Best Practices: Display Large Data
- 6 minutes to read
A chart's performance directly relates to how many points and elements it displays: fewer elements result in higher performance. This topic explains how to reduce the number of data points and enhance the chart's performance.
- Data Aggregation
- Loading Data
- Automatic Calculations
- Rendering Visual Elements
- Interactivity Optimization
- Changeable Data
You can use the Data Aggregation functionality to configure a more compact and readable view for a large amount of data. When using data aggregation, the chart splits the x-axis into intervals (according to the measurement unit value), and automatically aggregates data for each interval using an aggregation function. The following images illustrate this feature:
|Non-aggregated data||Data aggregated by year|
Refer to the Data Aggregation document for more details.

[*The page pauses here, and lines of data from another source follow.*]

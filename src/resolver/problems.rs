// src/resolver/problems.rs

//! Consistency problems found in the installed set

use crate::index::record::PackageIdentity;
use serde::Serialize;
use std::fmt;

#[derive(Debug, Clone, PartialEq, Eq, Serialize)]
#[serde(tag = "kind", rename_all = "snake_case")]
pub enum Problem {
    /// A requirement nothing installed provides
    MissingRequires {
        package: PackageIdentity,
        missing: String,
    },
    /// A declared conflict that installed packages satisfy
    Conflicts {
        package: PackageIdentity,
        found: String,
        conflicts: Vec<PackageIdentity>,
    },
    /// Two version-equal packages of the same name
    Duplicate {
        package: PackageIdentity,
        duplicate: PackageIdentity,
    },
}

impl Problem {
    /// The package the problem is reported against
    pub fn package(&self) -> &PackageIdentity {
        match self {
            Problem::MissingRequires { package, .. }
            | Problem::Conflicts { package, .. }
            | Problem::Duplicate { package, .. } => package,
        }
    }
}

impl fmt::Display for Problem {
    fn fmt(&self, f: &mut fmt::Formatter<'_>) -> fmt::Result {
        match self {
            Problem::MissingRequires { package, missing } => {
                write!(f, "{} has missing requires of {}", package, missing)
            }
            Problem::Conflicts {
                package,
                found,
                conflicts,
            } => {
                let with: Vec<String> = conflicts.iter().map(|c| c.to_string()).collect();
                write!(
                    f,
                    "{} has installed conflicts {}: {}",
                    package,
                    found,
                    with.join(", ")
                )
            }
            Problem::Duplicate { package, duplicate } => {
                write!(f, "{} is a duplicate with {}", package, duplicate)
            }
        }
    }
}
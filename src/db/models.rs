// src/db/models.rs

//! Row models for the installed-package database
//!
//! This module defines Rust structs that correspond to database tables
//! and provides methods for creating, reading and deleting records.

use crate::error::Result;
use rusqlite::{Connection, OptionalExtension, Row, params};
use std::str::FromStr;

/// Which dependency relation an entry belongs to
#[derive(Debug, Clone, Copy, PartialEq, Eq, Hash, PartialOrd, Ord)]
pub enum DepKind {
    Provides,
    Requires,
    Conflicts,
    Obsoletes,
}

impl DepKind {
    pub const ALL: [DepKind; 4] = [
        DepKind::Provides,
        DepKind::Requires,
        DepKind::Conflicts,
        DepKind::Obsoletes,
    ];

    pub fn as_str(&self) -> &'static str {
        match self {
            DepKind::Provides => "provides",
            DepKind::Requires => "requires",
            DepKind::Conflicts => "conflicts",
            DepKind::Obsoletes => "obsoletes",
        }
    }
}

impl FromStr for DepKind {
    type Err = String;

    fn from_str(s: &str) -> std::result::Result<Self, Self::Err> {
        match s {
            "provides" => Ok(DepKind::Provides),
            "requires" => Ok(DepKind::Requires),
            "conflicts" => Ok(DepKind::Conflicts),
            "obsoletes" => Ok(DepKind::Obsoletes),
            _ => Err(format!("Invalid dependency kind: {}", s)),
        }
    }
}

const HEADER_COLUMNS: &str =
    "id, name, epoch, version, release, arch, pkgid, url, sourcerpm, installed_at";

/// Summary fields of one installed package header
#[derive(Debug, Clone, PartialEq, Eq)]
pub struct Header {
    pub id: Option<i64>,
    pub name: String,
    pub epoch: Option<u32>,
    pub version: String,
    pub release: String,
    pub arch: String,
    /// Stable package id (digest of the package payload)
    pub pkgid: String,
    pub url: Option<String>,
    pub sourcerpm: Option<String>,
    pub installed_at: Option<String>,
}

impl Header {
    /// Create a new Header
    pub fn new(name: &str, version: &str, release: &str, arch: &str, pkgid: &str) -> Self {
        Self {
            id: None,
            name: name.to_string(),
            epoch: None,
            version: version.to_string(),
            release: release.to_string(),
            arch: arch.to_string(),
            pkgid: pkgid.to_string(),
            url: None,
            sourcerpm: None,
            installed_at: None,
        }
    }

    /// Insert this header into the database
    pub fn insert(&mut self, conn: &Connection) -> Result<i64> {
        conn.execute(
            "INSERT INTO packages (name, epoch, version, release, arch, pkgid, url, sourcerpm)
             VALUES (?1, ?2, ?3, ?4, ?5, ?6, ?7, ?8)",
            params![
                &self.name,
                &self.epoch,
                &self.version,
                &self.release,
                &self.arch,
                &self.pkgid,
                &self.url,
                &self.sourcerpm,
            ],
        )?;

        let id = conn.last_insert_rowid();
        self.id = Some(id);
        Ok(id)
    }

    /// Find a header by ID
    pub fn find_by_id(conn: &Connection, id: i64) -> Result<Option<Self>> {
        let mut stmt = conn.prepare(&format!(
            "SELECT {} FROM packages WHERE id = ?1",
            HEADER_COLUMNS
        ))?;

        let header = stmt.query_row([id], Self::from_row).optional()?;

        Ok(header)
    }

    /// Find headers by name
    pub fn find_by_name(conn: &Connection, name: &str) -> Result<Vec<Self>> {
        let mut stmt = conn.prepare(&format!(
            "SELECT {} FROM packages WHERE name = ?1 ORDER BY id",
            HEADER_COLUMNS
        ))?;

        let headers = stmt
            .query_map([name], Self::from_row)?
            .collect::<std::result::Result<Vec<_>, _>>()?;

        Ok(headers)
    }

    /// List all headers
    pub fn list_all(conn: &Connection) -> Result<Vec<Self>> {
        let mut stmt = conn.prepare(&format!(
            "SELECT {} FROM packages ORDER BY id",
            HEADER_COLUMNS
        ))?;

        let headers = stmt
            .query_map([], Self::from_row)?
            .collect::<std::result::Result<Vec<_>, _>>()?;

        Ok(headers)
    }

    /// Delete a header by ID; dependencies and files cascade
    pub fn delete(conn: &Connection, id: i64) -> Result<()> {
        conn.execute("DELETE FROM packages WHERE id = ?1", [id])?;
        Ok(())
    }

    /// Column list in the order `from_row` expects
    pub fn columns() -> &'static str {
        HEADER_COLUMNS
    }

    /// Convert a database row to a Header
    pub fn from_row(row: &Row) -> rusqlite::Result<Self> {
        Ok(Self {
            id: Some(row.get(0)?),
            name: row.get(1)?,
            epoch: row.get(2)?,
            version: row.get(3)?,
            release: row.get(4)?,
            arch: row.get(5)?,
            pkgid: row.get(6)?,
            url: row.get(7)?,
            sourcerpm: row.get(8)?,
            installed_at: row.get(9)?,
        })
    }
}

/// One provides/requires/conflicts/obsoletes entry of a package
#[derive(Debug, Clone, PartialEq, Eq)]
pub struct DependencyEntry {
    pub id: Option<i64>,
    pub package_id: i64,
    pub kind: DepKind,
    pub name: String,
    /// RPM sense bits; only the comparison bits are interpreted
    pub sense: u32,
    pub epoch: Option<String>,
    pub version: Option<String>,
    pub release: Option<String>,
}

impl DependencyEntry {
    /// Create an unversioned entry
    pub fn new(kind: DepKind, name: &str) -> Self {
        Self {
            id: None,
            package_id: 0,
            kind,
            name: name.to_string(),
            sense: 0,
            epoch: None,
            version: None,
            release: None,
        }
    }

    /// Create a versioned entry from a sense value and an `[e:]v[-r]` string
    pub fn versioned(kind: DepKind, name: &str, sense: u32, evr: &str) -> Self {
        let parsed = crate::version::Evr::parse(evr);
        Self {
            sense,
            epoch: parsed.epoch.map(|s| s.to_string()),
            version: parsed.version.map(|s| s.to_string()),
            release: parsed.release.map(|s| s.to_string()),
            ..Self::new(kind, name)
        }
    }

    /// Insert this entry into the database
    pub fn insert(&mut self, conn: &Connection) -> Result<i64> {
        conn.execute(
            "INSERT INTO dependencies (package_id, kind, name, sense, epoch, version, release)
             VALUES (?1, ?2, ?3, ?4, ?5, ?6, ?7)",
            params![
                &self.package_id,
                self.kind.as_str(),
                &self.name,
                &self.sense,
                &self.epoch,
                &self.version,
                &self.release,
            ],
        )?;

        let id = conn.last_insert_rowid();
        self.id = Some(id);
        Ok(id)
    }

    /// Find all entries of a package, in declaration order
    pub fn find_by_package(conn: &Connection, package_id: i64) -> Result<Vec<Self>> {
        let mut stmt = conn.prepare(
            "SELECT id, package_id, kind, name, sense, epoch, version, release
             FROM dependencies WHERE package_id = ?1 ORDER BY id",
        )?;

        let entries = stmt
            .query_map([package_id], Self::from_row)?
            .collect::<std::result::Result<Vec<_>, _>>()?;

        Ok(entries)
    }

    /// Convert a database row to a DependencyEntry
    fn from_row(row: &Row) -> rusqlite::Result<Self> {
        let kind_str: String = row.get(2)?;
        let kind = kind_str.parse::<DepKind>().map_err(|e| {
            rusqlite::Error::FromSqlConversionFailure(
                2,
                rusqlite::types::Type::Text,
                Box::new(std::io::Error::new(std::io::ErrorKind::InvalidData, e)),
            )
        })?;

        Ok(Self {
            id: Some(row.get(0)?),
            package_id: row.get(1)?,
            kind,
            name: row.get(3)?,
            sense: row.get(4)?,
            epoch: row.get(5)?,
            version: row.get(6)?,
            release: row.get(7)?,
        })
    }
}

/// A file owned by an installed package
#[derive(Debug, Clone, PartialEq, Eq)]
pub struct FileEntry {
    pub id: Option<i64>,
    pub package_id: i64,
    pub path: String,
}

impl FileEntry {
    pub fn new(package_id: i64, path: &str) -> Self {
        Self {
            id: None,
            package_id,
            path: path.to_string(),
        }
    }

    /// Insert this file into the database
    pub fn insert(&mut self, conn: &Connection) -> Result<i64> {
        conn.execute(
            "INSERT INTO files (package_id, path) VALUES (?1, ?2)",
            params![&self.package_id, &self.path],
        )?;

        let id = conn.last_insert_rowid();
        self.id = Some(id);
        Ok(id)
    }

    /// Find all paths owned by a package
    pub fn find_by_package(conn: &Connection, package_id: i64) -> Result<Vec<Self>> {
        let mut stmt =
            conn.prepare("SELECT id, package_id, path FROM files WHERE package_id = ?1 ORDER BY id")?;

        let files = stmt
            .query_map([package_id], |row| {
                Ok(Self {
                    id: Some(row.get(0)?),
                    package_id: row.get(1)?,
                    path: row.get(2)?,
                })
            })?
            .collect::<std::result::Result<Vec<_>, _>>()?;

        Ok(files)
    }
}

/// Lazily fetched part of a header: dependency relations and file list
#[derive(Debug, Clone, Default, PartialEq, Eq)]
pub struct HeaderDetails {
    pub provides: Vec<DependencyEntry>,
    pub requires: Vec<DependencyEntry>,
    pub conflicts: Vec<DependencyEntry>,
    pub obsoletes: Vec<DependencyEntry>,
    pub files: Vec<String>,
}

impl HeaderDetails {
    /// Load the details of a package, or `None` if the package row is gone
    pub fn load(conn: &Connection, package_id: i64) -> Result<Option<Self>> {
        if Header::find_by_id(conn, package_id)?.is_none() {
            return Ok(None);
        }

        let mut details = Self::default();
        for entry in DependencyEntry::find_by_package(conn, package_id)? {
            details.entries_mut(entry.kind).push(entry);
        }
        details.files = FileEntry::find_by_package(conn, package_id)?
            .into_iter()
            .map(|f| f.path)
            .collect();

        Ok(Some(details))
    }

    pub fn entries(&self, kind: DepKind) -> &[DependencyEntry] {
        match kind {
            DepKind::Provides => &self.provides,
            DepKind::Requires => &self.requires,
            DepKind::Conflicts => &self.conflicts,
            DepKind::Obsoletes => &self.obsoletes,
        }
    }

    pub fn entries_mut(&mut self, kind: DepKind) -> &mut Vec<DependencyEntry> {
        match kind {
            DepKind::Provides => &mut self.provides,
            DepKind::Requires => &mut self.requires,
            DepKind::Conflicts => &mut self.conflicts,
            DepKind::Obsoletes => &mut self.obsoletes,
        }
    }
}

#[cfg(test)]
mod tests {
    use super::*;
    use crate::db::schema;
    use tempfile::NamedTempFile;

    fn create_test_db() -> (NamedTempFile, Connection) {
        let temp_file = NamedTempFile::new().unwrap();
        let conn = Connection::open(temp_file.path()).unwrap();
        conn.execute("PRAGMA foreign_keys = ON", []).unwrap();
        schema::migrate(&conn).unwrap();
        (temp_file, conn)
    }

    #[test]
    fn test_header_crud() {
        let (_temp, conn) = create_test_db();

        let mut header = Header::new("bash", "5.2.26", "1.fc40", "x86_64", "abc123");
        header.epoch = Some(1);
        header.url = Some("https://www.gnu.org/software/bash".to_string());

        let id = header.insert(&conn).unwrap();
        assert!(id > 0);
        assert_eq!(header.id, Some(id));

        let found = Header::find_by_id(&conn, id).unwrap().unwrap();
        assert_eq!(found.name, "bash");
        assert_eq!(found.epoch, Some(1));
        assert!(found.installed_at.is_some());

        let by_name = Header::find_by_name(&conn, "bash").unwrap();
        assert_eq!(by_name.len(), 1);

        assert_eq!(Header::list_all(&conn).unwrap().len(), 1);

        Header::delete(&conn, id).unwrap();
        assert!(Header::find_by_id(&conn, id).unwrap().is_none());
    }

    #[test]
    fn test_details_load_and_cascade() {
        let (_temp, conn) = create_test_db();

        let mut header = Header::new("bash", "5.2.26", "1.fc40", "x86_64", "abc123");
        let id = header.insert(&conn).unwrap();

        let mut req = DependencyEntry::versioned(DepKind::Requires, "glibc", 12, "2.39");
        req.package_id = id;
        req.insert(&conn).unwrap();
        let mut prov = DependencyEntry::new(DepKind::Provides, "/bin/sh");
        prov.package_id = id;
        prov.insert(&conn).unwrap();
        FileEntry::new(id, "/usr/bin/bash").insert(&conn).unwrap();

        let details = HeaderDetails::load(&conn, id).unwrap().unwrap();
        assert_eq!(details.requires.len(), 1);
        assert_eq!(details.requires[0].version.as_deref(), Some("2.39"));
        assert_eq!(details.requires[0].sense, 12);
        assert_eq!(details.provides[0].name, "/bin/sh");
        assert_eq!(details.files, vec!["/usr/bin/bash".to_string()]);

        Header::delete(&conn, id).unwrap();
        assert!(HeaderDetails::load(&conn, id).unwrap().is_none());
        assert!(DependencyEntry::find_by_package(&conn, id).unwrap().is_empty());
        assert!(FileEntry::find_by_package(&conn, id).unwrap().is_empty());
    }

    #[test]
    fn test_dep_kind_round_trip() {
        for kind in DepKind::ALL {
            assert_eq!(kind.as_str().parse::<DepKind>().unwrap(), kind);
        }
        assert!("suggests".parse::<DepKind>().is_err());
    }

    #[test]
    fn test_dep_kind_name_outlives_value() {
        let name = Some(DepKind::Obsoletes).map(|k| k.as_str());
        assert_eq!(name, Some("obsoletes"));
    }
}
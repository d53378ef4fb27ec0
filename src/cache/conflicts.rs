// src/cache/conflicts.rs

//! Cache of the packages that declare at least one conflict
//!
//! ```text
//! <fingerprint>
//! <count>
//! name / arch / epoch / version / release     (count times)
//! ```

use super::{CacheCodec, LineReader, LineWriter};
use crate::index::record::PackageIdentity;

#[derive(Debug)]
pub struct ConflictsCodec;

impl CacheCodec for ConflictsCodec {
    type Payload = Vec<PackageIdentity>;
    const FILE_NAME: &'static str = "conflicts";

    fn encode(payload: &Self::Payload, out: &mut LineWriter) {
        let mut sorted: Vec<&PackageIdentity> = payload.iter().collect();
        sorted.sort();
        out.count(sorted.len());
        for id in sorted {
            out.identity(id);
        }
    }

    fn decode(input: &mut LineReader<'_>) -> Option<Self::Payload> {
        let n = input.count()?;
        let mut ids = Vec::with_capacity(n.min(4096));
        for _ in 0..n {
            ids.push(input.identity()?);
        }
        Some(ids)
    }
}

#[cfg(test)]
mod tests {
    use super::*;
    use crate::cache::{CacheStore, Fingerprint};
    use std::fs;
    use tempfile::TempDir;

    #[test]
    fn test_sorted_on_disk() {
        let dir = TempDir::new().unwrap();
        let store: CacheStore<ConflictsCodec> = CacheStore::new(dir.path());
        let fp = Fingerprint::from("2:feed");

        let ids = vec![
            PackageIdentity::new("zsh", "x86_64", "0", "5.9", "1"),
            PackageIdentity::new("bash", "x86_64", "0", "5.2", "1"),
        ];
        store.write(&ids, &fp).unwrap();

        let content = fs::read_to_string(store.path()).unwrap();
        assert_eq!(
            content,
            "2:feed\n2\nbash\nx86_64\n0\n5.2\n1\nzsh\nx86_64\n0\n5.9\n1\n"
        );

        let back = store.read(&fp).unwrap();
        assert_eq!(back[0].name.as_ref(), "bash");
        assert_eq!(back[1].name.as_ref(), "zsh");
    }

    #[test]
    fn test_bad_epoch_is_miss() {
        let dir = TempDir::new().unwrap();
        let store: CacheStore<ConflictsCodec> = CacheStore::new(dir.path());
        fs::write(store.path(), "1:x\n1\nbash\nx86_64\nnone\n5.2\n1\n").unwrap();
        assert!(store.read(&Fingerprint::from("1:x")).is_none());
    }
}
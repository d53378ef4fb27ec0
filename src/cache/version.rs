// src/cache/version.rs

//! Aggregate digest of the installed set and its one-line stamp file
//!
//! The stamp (`version` in the cache directory) holds only the last
//! computed fingerprint. It is trusted without recomputation whenever the
//! native database file is not newer than the stamp.

use super::{CacheCodec, Fingerprint, LineReader, LineWriter};
use crate::index::record::PackageIdentity;
use sha2::{Digest, Sha256};
use std::collections::BTreeMap;
use std::fmt;
use std::fs;
use std::path::Path;
use tracing::debug;

/// The stamp file has no body: just the fingerprint line
#[derive(Debug)]
pub struct VersionCodec;

impl CacheCodec for VersionCodec {
    type Payload = ();
    const FILE_NAME: &'static str = "version";

    fn encode(_payload: &Self::Payload, _out: &mut LineWriter) {}

    fn decode(_input: &mut LineReader<'_>) -> Option<Self::Payload> {
        Some(())
    }
}

/// Running digest over packages fed in sorted order
#[derive(Clone, Default)]
pub struct SackDigest {
    count: usize,
    hasher: Sha256,
}

impl fmt::Debug for SackDigest {
    fn fmt(&self, f: &mut fmt::Formatter<'_>) -> fmt::Result {
        f.debug_struct("SackDigest")
            .field("count", &self.count)
            .field("fingerprint", &self.fingerprint())
            .finish()
    }
}

impl SackDigest {
    pub fn new() -> Self {
        Self::default()
    }

    /// Add one package and its recorded payload checksum, if any
    ///
    /// The checksum halves are the raw attribute contents.
    pub fn update(&mut self, id: &PackageIdentity, checksum: Option<(&[u8], &[u8])>) {
        self.count += 1;
        self.hasher.update(id.nevra().as_bytes());
        if let Some((kind, data)) = checksum {
            self.hasher.update(kind);
            self.hasher.update(data);
        }
    }

    pub fn count(&self) -> usize {
        self.count
    }

    /// `<count>:<sha256 hex>`
    pub fn fingerprint(&self) -> Fingerprint {
        Fingerprint::new(format!("{}:{:x}", self.count, self.hasher.clone().finalize()))
    }
}

/// Digest of one origin repository, overall and per recorded revision
#[derive(Debug, Clone, Default)]
pub struct OriginVersion {
    pub all: SackDigest,
    pub revisions: BTreeMap<String, SackDigest>,
}

/// Result of `Index::simple_version`
#[derive(Debug, Clone)]
pub struct SackVersion {
    pub main: Fingerprint,
    /// Keyed by `@<from_repo>`, or `installed` when the origin is unknown;
    /// empty when only the main digest was requested
    pub origins: BTreeMap<String, OriginVersion>,
}

/// Is the database file provably unchanged since the stamp was written?
pub fn stamp_is_fresh(stamp: &Path, db_file: &Path) -> bool {
    let (Ok(stamp_meta), Ok(db_meta)) = (fs::metadata(stamp), fs::metadata(db_file)) else {
        return false;
    };
    match (stamp_meta.modified(), db_meta.modified()) {
        (Ok(stamp_mtime), Ok(db_mtime)) => {
            let fresh = db_mtime <= stamp_mtime;
            if !fresh {
                debug!("Package database is newer than {}", stamp.display());
            }
            fresh
        }
        _ => false,
    }
}
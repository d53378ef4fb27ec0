// src/db/schema.rs

//! Schema definitions and migrations for the installed-package database
//!
//! The native store keeps one row per installed header plus its
//! provides/requires/conflicts/obsoletes entries and owned file paths.

use crate::error::Result;
use rusqlite::{Connection, OptionalExtension};
use tracing::{debug, info};

type Migration = fn(&Connection) -> Result<()>;

/// Migrations in order; entry `i` brings the schema to version `i + 1`
const MIGRATIONS: &[Migration] = &[migrate_v1];

/// Current schema version
pub const SCHEMA_VERSION: i32 = MIGRATIONS.len() as i32;

/// Get the current schema version from the database, 0 when fresh
pub fn get_schema_version(conn: &Connection) -> Result<i32> {
    conn.execute(
        "CREATE TABLE IF NOT EXISTS schema_version (
            version INTEGER PRIMARY KEY,
            applied_at TEXT NOT NULL DEFAULT CURRENT_TIMESTAMP
        )",
        [],
    )?;

    let version = conn
        .query_row("SELECT MAX(version) FROM schema_version", [], |row| {
            row.get::<_, Option<i32>>(0)
        })
        .optional()?
        .flatten();
    Ok(version.unwrap_or(0))
}

/// Apply all pending migrations, each in its own transaction
pub fn migrate(conn: &Connection) -> Result<()> {
    let current = get_schema_version(conn)?;
    debug!("Current schema version: {}", current);

    let pending = MIGRATIONS.iter().zip(1..).skip(current.max(0) as usize);
    for (migration, version) in pending {
        info!("Applying migration to version {}", version);
        let tx = conn.unchecked_transaction()?;
        migration(&tx)?;
        tx.execute("INSERT INTO schema_version (version) VALUES (?1)", [version])?;
        tx.commit()?;
    }

    Ok(())
}

/// Initial schema - Version 1
///
/// - packages: one row per installed header; ids are never reused so a
///   handle to a removed package cannot silently point at a new one
/// - dependencies: provides/requires/conflicts/obsoletes entries
/// - files: owned file paths
fn migrate_v1(conn: &Connection) -> Result<()> {
    debug!("Creating schema version 1");

    conn.execute_batch(
        "
        CREATE TABLE packages (
            id INTEGER PRIMARY KEY AUTOINCREMENT,
            name TEXT NOT NULL,
            epoch INTEGER,
            version TEXT NOT NULL,
            release TEXT NOT NULL,
            arch TEXT NOT NULL,
            pkgid TEXT NOT NULL,
            url TEXT,
            sourcerpm TEXT,
            installed_at TEXT NOT NULL DEFAULT CURRENT_TIMESTAMP
        );

        CREATE INDEX idx_packages_name ON packages(name);
        CREATE INDEX idx_packages_arch ON packages(arch);

        CREATE TABLE dependencies (
            id INTEGER PRIMARY KEY AUTOINCREMENT,
            package_id INTEGER NOT NULL,
            kind TEXT NOT NULL CHECK(kind IN ('provides', 'requires', 'conflicts', 'obsoletes')),
            name TEXT NOT NULL,
            sense INTEGER NOT NULL DEFAULT 0,
            epoch TEXT,
            version TEXT,
            release TEXT,
            FOREIGN KEY (package_id) REFERENCES packages(id) ON DELETE CASCADE
        );

        CREATE INDEX idx_dependencies_kind_name ON dependencies(kind, name);
        CREATE INDEX idx_dependencies_package_id ON dependencies(package_id);

        CREATE TABLE files (
            id INTEGER PRIMARY KEY AUTOINCREMENT,
            package_id INTEGER NOT NULL,
            path TEXT NOT NULL,
            FOREIGN KEY (package_id) REFERENCES packages(id) ON DELETE CASCADE
        );

        CREATE INDEX idx_files_path ON files(path);
        CREATE INDEX idx_files_package_id ON files(package_id);
        ",
    )?;
    Ok(())
}
// src/cache/file_requires.rs

//! Cache of installed file requirements and their providers
//!
//! ```text
//! <fingerprint>
//! <package count>
//!   name / arch / epoch / version / release
//!   <file count>
//!   path                                   (file count times)
//! <path count>
//!   path
//!   <provider count>
//!   name / arch / epoch / version / release (provider count times)
//! ```
//!
//! Unresolved requirements are never persisted: a result with any is
//! not written in the first place, so a cache hit has none.

use super::{CacheCodec, LineReader, LineWriter};
use crate::index::record::PackageIdentity;
use std::collections::{BTreeMap, BTreeSet};

/// File-path requirements of the installed set
#[derive(Debug, Clone, Default, PartialEq, Eq)]
pub struct FileRequiresData {
    /// Package -> file paths it requires
    pub requires: BTreeMap<PackageIdentity, BTreeSet<String>>,
    /// Required paths nothing installed provides
    pub unresolved: BTreeSet<String>,
    /// Required path -> packages providing it
    pub providers: BTreeMap<String, BTreeSet<PackageIdentity>>,
}

impl FileRequiresData {
    /// Every required path, across all packages
    pub fn required_paths(&self) -> BTreeSet<&str> {
        self.requires
            .values()
            .flat_map(|paths| paths.iter().map(String::as_str))
            .collect()
    }
}

#[derive(Debug)]
pub struct FileRequiresCodec;

impl CacheCodec for FileRequiresCodec {
    type Payload = FileRequiresData;
    const FILE_NAME: &'static str = "file-requires";

    fn encode(payload: &Self::Payload, out: &mut LineWriter) {
        out.count(payload.requires.len());
        for (id, paths) in &payload.requires {
            out.identity(id);
            out.count(paths.len());
            for path in paths {
                out.line(path);
            }
        }

        out.count(payload.providers.len());
        for (path, ids) in &payload.providers {
            out.line(path);
            out.count(ids.len());
            for id in ids {
                out.identity(id);
            }
        }
    }

    fn decode(input: &mut LineReader<'_>) -> Option<Self::Payload> {
        let mut data = FileRequiresData::default();

        let packages = input.count()?;
        for _ in 0..packages {
            let id = input.identity()?;
            let files = input.count()?;
            let entry = data.requires.entry(id).or_default();
            for _ in 0..files {
                entry.insert(input.line()?.to_string());
            }
        }

        let paths = input.count()?;
        for _ in 0..paths {
            let path = input.line()?.to_string();
            let providers = input.count()?;
            let entry = data.providers.entry(path).or_default();
            for _ in 0..providers {
                entry.insert(input.identity()?);
            }
        }

        Some(data)
    }
}

#[cfg(test)]
mod tests {
    use super::*;
    use crate::cache::{CacheStore, Fingerprint};
    use std::fs;
    use tempfile::TempDir;

    fn sample() -> FileRequiresData {
        let bash = PackageIdentity::new("bash", "x86_64", "0", "5.2", "1");
        let script = PackageIdentity::new("initscripts", "noarch", "0", "10.0", "1");

        let mut data = FileRequiresData::default();
        data.requires.insert(
            script.clone(),
            ["/bin/sh".to_string(), "/usr/bin/bash".to_string()].into(),
        );
        data.providers
            .insert("/bin/sh".to_string(), [bash.clone()].into());
        data.providers
            .insert("/usr/bin/bash".to_string(), [bash].into());
        data
    }

    #[test]
    fn test_round_trip() {
        let dir = TempDir::new().unwrap();
        let store: CacheStore<FileRequiresCodec> = CacheStore::new(dir.path());
        let fp = Fingerprint::from("2:cafe");

        let data = sample();
        store.write(&data, &fp).unwrap();
        assert_eq!(store.read(&fp), Some(data.clone()));
        assert_eq!(
            data.required_paths().into_iter().collect::<Vec<_>>(),
            vec!["/bin/sh", "/usr/bin/bash"]
        );
    }

    #[test]
    fn test_truncated_providers_is_miss() {
        let dir = TempDir::new().unwrap();
        let store: CacheStore<FileRequiresCodec> = CacheStore::new(dir.path());
        let fp = Fingerprint::from("2:cafe");
        store.write(&sample(), &fp).unwrap();

        let content = fs::read_to_string(store.path()).unwrap();
        let truncated: String = content
            .lines()
            .take(content.lines().count() - 3)
            .map(|l| format!("{}\n", l))
            .collect();
        fs::write(store.path(), truncated).unwrap();

        assert!(store.read(&fp).is_none());
    }
}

The following approaches can help you to accelerate loading data:
- If possible, store all data points in a few series. Since the Chart control is optimized for rendering a small number of series that have many points, rather than rendering a large number of series with a few points. For example, a single series with a million points is processed faster than 10 series with 100000 points each.
- Since v16.1, the Chart Control loads data and applies settings when a chart is being rendered. This means you do not have to use the ChartControl.BeginInit and ChartControl.EndInit methods, or the SeriesPointCollection's ChartCollectionBase.BeginUpdate and ChartCollectionBase.EndUpdate methods to accelerate loading data.
Manual series point creation is faster than individual series binding (series points are generated based on a data source) and series template binding (series and points are generated based on a data source). However, data binding does not cause a significant performance loss.
You can use the Series.DataSourceSorted property to notify the chart that the series's data source is already sorted to prevent the chart's internal sorting procedures.
The best way to add points to the series is using a single operation instead of adding each point separately. The code below demonstrates this approach:
Range, scale type and layout's automatic calculations require additional resources. The following steps can help accelerate rendering a chart:
- If the points' argument and value range are known, manually define an AxisBase.WholeRange's limits for x- and y-axes using the Range.SetMinMaxValues method. Refer to the Visual Ranges and Whole Ranges document for more information on axis ranges.
- Set the ChartControl.AutoLayout property to false.
- If possible, define a scale type for series points' arguments. For this, specify the SeriesBase.ArgumentScaleType property to the ScaleType.Numerical, ScaleType.DateTime or ScaleType.Qualitative value depending on your data type. When ScaleType.Auto is used, a chart should perform additional calculations to determine the actual scale type. Note that a chart achieves the best possible performance when it has the Numerical arguments' axis scale type. However, the Date-Time scale type does not suffer from significant performance degradation. In comparison with them, the Qualitative scale type requires more resources to process data values.
Rendering Visual Elements
Follow the steps below to decrease the time needed for rendering a chart's visual elements:
- Leave the ChartControl.RefreshDataOnRepaint property value as false to prevent a chart from reloading all its data when it is redrawn.
- Using the ChartControl.CustomDrawSeriesPoint event functionality requires additional resources. Place points that should be customized into a separate series to improve performance.
- Specify the ChartControl.CacheToMemory property to true. This prevents a chart from unnecessary redrawing operations.
- The most suitable series view to represent a large amount of data is the SwiftPlotSeriesView. The Swift Plot lacks some elements and features available for other view types. These limitations allow this view to achieve the best possible performance. Refer to the Swift Plot Series View for more information.
- Use a single color to paint series points instead of applying the SeriesViewColorEachSupportBase.ColorEach property.
- Also note that each additional chart element (for example, a series point label) requires extra rendering time. This also applies to visual effects, for instance, chart elements' Shadow.
Customize the following parameters to optimize the Bar Series Views:
The runtime hit testing, selection and tooltips features require additional CPU and RAM resources and may decrease performance.
- The ChartControl.RuntimeHitTesting property is set to false by default. Leave this option disabled unless it is required.
- The ChartControl.SelectionMode property is specified as None by default. Leave this option disabled unless it is required.
- Use the Crosshair Cursor functionality instead of Tooltip.
This section contains tips that allow you to increase performance when a chart shows a dataset that changes frequently.
- Remove an existing point and add a new one instead to update the chart's data. Changing an existing SeriesPoint's argument or value results in unnecessary calculations. For example, changing the SeriesPoint.Values property calls the ChartControl.RefreshData method and updates the chart's data.
Since v17.1, the Chart Control completely processes the following event arguments to avoid reloading all the data when the chart is bound to a dataset that updates frequently:
- ListChangedEventArgs - obtained on the IBindingList.ListChanged;
- System.Collections.Specialized.NotifyCollectionChangedEventArgs - received on the INotifyCollectionChanged.CollectionChanged.
For this reason, use the IBindingList objects to process data efficiently when a chart frequently updates data.